To get to the Lake Michigan area we decided to try a mode of transportation that we hadn’t done before. So we headed across the country from Portland, Oregon to Chicago, Illinois on Amtrak’s Empire Builder train route in a sleeper car. This 46 hour trek took us through the beautiful Columbia River Gorge and Northern Montana. I will detail our experience riding the train in an upcoming post.

We arrived in Chicago and spent the first few days in a hotel exploring the big city in the area of town called The Loop. During this time we attended three musicals and a free concert in the park with a full orchestra and a 100 person choir. We walked on the beautiful paths along Lake Michigan, which run for miles, and even watched a fireworks show they have every Wednesday evening in the summer. 

We also visited the planetarium, went on an architectural boat tour of the city, and rode the hop-on-hop-off bus tour of the city. We tested some of Chicago’s culinary favorites like deep dish pizza and the Chicago dog. There was lots more to do but we ran out of time. Everything we did was within walking distance of our hotel.

The cost of the five nights in the hotel, which was a bedroom and a bathroom, came to $1585. That is similar to our total cost of staying in the timeshares for almost three weeks, including the purchase price and all associated expenses of the markedly better accommodations the timeshares offered. Four days in a hotel is about the same cost as three weeks in a timeshare. I detail all the costs in my book. Following are the places we stayed and what we found. 

South Bend, Indiana

When we left Chicago we rented a car two blocks from the train station so we could easily return it for the train trip home in four weeks. We drove two hours to our first timeshare trade in South Bend, Indiana, having no idea what we would find at this location. We were not disappointed. 

After arriving we learned we were near the home of the University of Notre Dame. It surprised me that I hadn’t realized this before. We took a phone app walking tour of this incredibly beautiful campus and the outstanding church whose inside rivaled the cathedrals of Europe. We found the home of the old Studebaker automobile factory and toured their great auto museum. 

Another great discovery was the nearby town of Shipshewana, Indiana, which is in Amish country. There we saw a new musical and two concerts at the Blue Gate Music Hall. 

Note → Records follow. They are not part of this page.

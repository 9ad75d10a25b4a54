// ============================================================
// Layer 4 — Sentiment Batcher
// ============================================================
// Implements Burn's Batcher trait: a Vec of ragged samples
// becomes one right-padded tensor batch plus a mask.
//
//   lengths [4, 6]  →  word_ids [2, 6]      mask [2, 6]
//                      a a a a 0 0          1 1 1 1 0 0
//                      b b b b b b          1 1 1 1 1 1
//
// The pad id (0) is a real dictionary entry; the mask is what
// keeps padded positions out of the LSTM state and the pooling.

use burn::{
    data::dataloader::batcher::Batcher,
    prelude::*,
    tensor::TensorData,
};

use crate::data::dataset::SentimentSample;
use crate::domain::lod::LodBatch;

const PAD_ID: i64 = 0;

#[derive(Debug, Clone)]
pub struct SentimentBatch<B: Backend> {
    /// [batch_size, max_len]
    pub word_ids: Tensor<B, 2, Int>,

    /// [batch_size, max_len] — 1.0 real token, 0.0 padding
    pub mask: Tensor<B, 2>,

    /// [batch_size]
    pub labels: Tensor<B, 1, Int>,
}

#[derive(Clone, Debug)]
pub struct SentimentBatcher<B: Backend> {
    pub device: B::Device,
}

impl<B: Backend> SentimentBatcher<B> {
    pub fn new(device: B::Device) -> Self {
        Self { device }
    }

    /// Pad ragged sequences into (word_ids, mask).
    pub fn pad<S: AsRef<[i64]>>(&self, sequences: &[S]) -> (Tensor<B, 2, Int>, Tensor<B, 2>) {
        let batch_size = sequences.len();
        let max_len = sequences
            .iter()
            .map(|s| s.as_ref().len())
            .max()
            .unwrap_or(0)
            .max(1);

        let mut ids  = Vec::with_capacity(batch_size * max_len);
        let mut mask = Vec::with_capacity(batch_size * max_len);
        for seq in sequences {
            let seq = seq.as_ref();
            ids.extend(seq.iter().copied());
            ids.extend(std::iter::repeat(PAD_ID).take(max_len - seq.len()));
            mask.extend(std::iter::repeat(1.0f32).take(seq.len()));
            mask.extend(std::iter::repeat(0.0f32).take(max_len - seq.len()));
        }

        let word_ids = Tensor::<B, 2, Int>::from_data(
            TensorData::new(ids, [batch_size, max_len]),
            &self.device,
        );
        let mask = Tensor::<B, 2>::from_data(
            TensorData::new(mask, [batch_size, max_len]),
            &self.device,
        );
        (word_ids, mask)
    }

    /// Pad an inference LoD batch; labels are not needed there.
    pub fn lod(&self, batch: &LodBatch) -> (Tensor<B, 2, Int>, Tensor<B, 2>) {
        let sequences: Vec<&[i64]> = batch.sequences().collect();
        self.pad(&sequences)
    }
}

impl<B: Backend> Batcher<SentimentSample, SentimentBatch<B>> for SentimentBatcher<B> {
    fn batch(&self, items: Vec<SentimentSample>) -> SentimentBatch<B> {
        let sequences: Vec<&[i64]> = items.iter().map(|s| s.word_ids.as_slice()).collect();
        let (word_ids, mask) = self.pad(&sequences);

        let labels: Vec<i64> = items.iter().map(|s| s.label as i64).collect();
        let labels = Tensor::<B, 1, Int>::from_data(
            TensorData::new(labels, [items.len()]),
            &self.device,
        );

        SentimentBatch { word_ids, mask, labels }
    }
}
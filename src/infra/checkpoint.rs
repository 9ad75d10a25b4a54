// ============================================================
// Layer 6 — Parameter Store
// ============================================================
// Saves and restores a trained network as one directory:
//
//   understand_sentiment_stacked_lstm.inference.model/
//     model.mpk.gz         ← all learned parameters
//     model_config.json    ← architecture (dims, stack depth)
//     word_dict.json       ← the vocabulary used in training
//     metrics.csv          ← written by the metrics logger
//
// Parameters go through Burn's named MessagePack + gzip recorder
// at full precision, so a reload reproduces inference outputs
// bit-for-bit. Loading into a different architecture fails.

use anyhow::{Context, Result};
use burn::{
    prelude::*,
    record::{FullPrecisionSettings, NamedMpkGzFileRecorder, Recorder},
};
use std::{
    fs,
    path::{Path, PathBuf},
};

use crate::data::vocab::WordDict;
use crate::ml::model::{StackedLstmConfig, StackedLstmNet};

const MODEL_FILE:  &str = "model";
const CONFIG_FILE: &str = "model_config.json";
const DICT_FILE:   &str = "word_dict.json";

type ParamRecorder = NamedMpkGzFileRecorder<FullPrecisionSettings>;

/// Directory holding one saved parameter set.
#[derive(Debug, Clone)]
pub struct ParamStore {
    dir: PathBuf,
}

impl ParamStore {
    pub fn new(dir: impl Into<PathBuf>) -> Self {
        Self { dir: dir.into() }
    }

    pub fn dir(&self) -> &Path {
        &self.dir
    }

    /// True once `save` has written the model config.
    pub fn exists(&self) -> bool {
        self.dir.join(CONFIG_FILE).is_file()
    }

    /// Write parameters, architecture and dictionary.
    pub fn save<B: Backend>(
        &self,
        model:  &StackedLstmNet<B>,
        config: &StackedLstmConfig,
        dict:   &WordDict,
    ) -> Result<()> {
        fs::create_dir_all(&self.dir)
            .with_context(|| format!("Cannot create '{}'", self.dir.display()))?;

        let path = self.dir.join(MODEL_FILE);
        ParamRecorder::new()
            .record(model.clone().into_record(), path.clone())
            .with_context(|| format!("Failed to save parameters to '{}'", path.display()))?;

        let config_path = self.dir.join(CONFIG_FILE);
        fs::write(&config_path, serde_json::to_string_pretty(config)?)
            .with_context(|| format!("Cannot write config to '{}'", config_path.display()))?;

        dict.save(&self.dir.join(DICT_FILE))?;

        tracing::info!("Saved parameters to '{}'", self.dir.display());
        Ok(())
    }

    pub fn load_config(&self) -> Result<StackedLstmConfig> {
        let path = self.dir.join(CONFIG_FILE);
        let json = fs::read_to_string(&path).with_context(|| {
            format!(
                "Cannot read config from '{}'. Has the model been trained?",
                path.display()
            )
        })?;
        Ok(serde_json::from_str(&json)?)
    }

    pub fn load_word_dict(&self) -> Result<WordDict> {
        WordDict::load(&self.dir.join(DICT_FILE))
    }

    /// Restore saved parameters into `model`, which must have the
    /// architecture described by `load_config`.
    pub fn load_model<B: Backend>(
        &self,
        model:  StackedLstmNet<B>,
        device: &B::Device,
    ) -> Result<StackedLstmNet<B>> {
        let path = self.dir.join(MODEL_FILE);
        let record = ParamRecorder::new()
            .load(path.clone(), device)
            .with_context(|| format!("Cannot load parameters from '{}'", path.display()))?;

        tracing::debug!("Loaded parameters from '{}'", path.display());
        Ok(model.load_record(record))
    }
}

We toured a great historical museum of the Amish/Mennonite people called Menno-Hof. This was a fantastic stop. We also took a horse and buggy ride with Buggy Lane Tours and had an immersion into the Amish culture. This was a half hour ride to visit an Amish dairy farm where I milked my first cow. Did you know that fresh milk tastes just like the milk we buy in the store? That evening as part of the tour we went to an Amish thresher dinner. This was at a private Amish home where a meal was recreated just like when all the neighbors get together to thresh wheat. While we ate, we visited with the tour guide who had grown up Amish and later converted to Mennonite. I ate way too much and discovered Amish peanut butter which is my new favorite. We tried out several restaurants in the area and we savored many Amish dishes. We came away with a good understanding of the Amish people and what they believe.

We took a day trip 90 minutes north to the town of Holland, Michigan. This is one of the places the Dutch settled when they immigrated to the United States in the 1800s. There is an authentic Dutch windmill there imported from The Netherlands. Nelis’ Dutch Village was a fun stop that little kids would love and if you don’t know about Stroup waffles, which you can make here, you don’t know what you are missing. We then wandered through old town and thought about taking the boat ride onto Lake Michigan but postponed this for later in the trip. 

Mishicot, Wisconsin (East of Green Bay)

On Friday morning we packed up to head off for the next town on our adventure, Mishicot, Wisconsin, a short five hour drive away and about 30 minutes outside of Green Bay, Wisconsin. We listened to audio books I checked out from our local library during these car rides to change locations which helped pass the time.

This timeshare was located on a 54-hole golf course and is where we first learned about the Ice Age Trail; a 1,000+ mile hiking trail winding through Wisconsin. We hiked it at several locations throughout our stay in Wisconsin and discovered that the local mosquitos know about this trail too. We also hiked along the rivers and the lakeshore. 

Our best discovery was Door County. This is a peninsula with Green bay to the west and Lake Michigan to the east. What beautiful country this was to drive through. I would love to go biking here. We had a picnic on the beach trying out the local specialty, smoked white fish.

This week we saw two musicals with many more to choose from. We visited the Green Bay Packers football stadium, Heritage Hill State Park, and Death’s Door Maritime Museum.

A local crop here is cherries and we had them prepared many different ways while eating out. I didn’t know there were so many different cherry dishes. 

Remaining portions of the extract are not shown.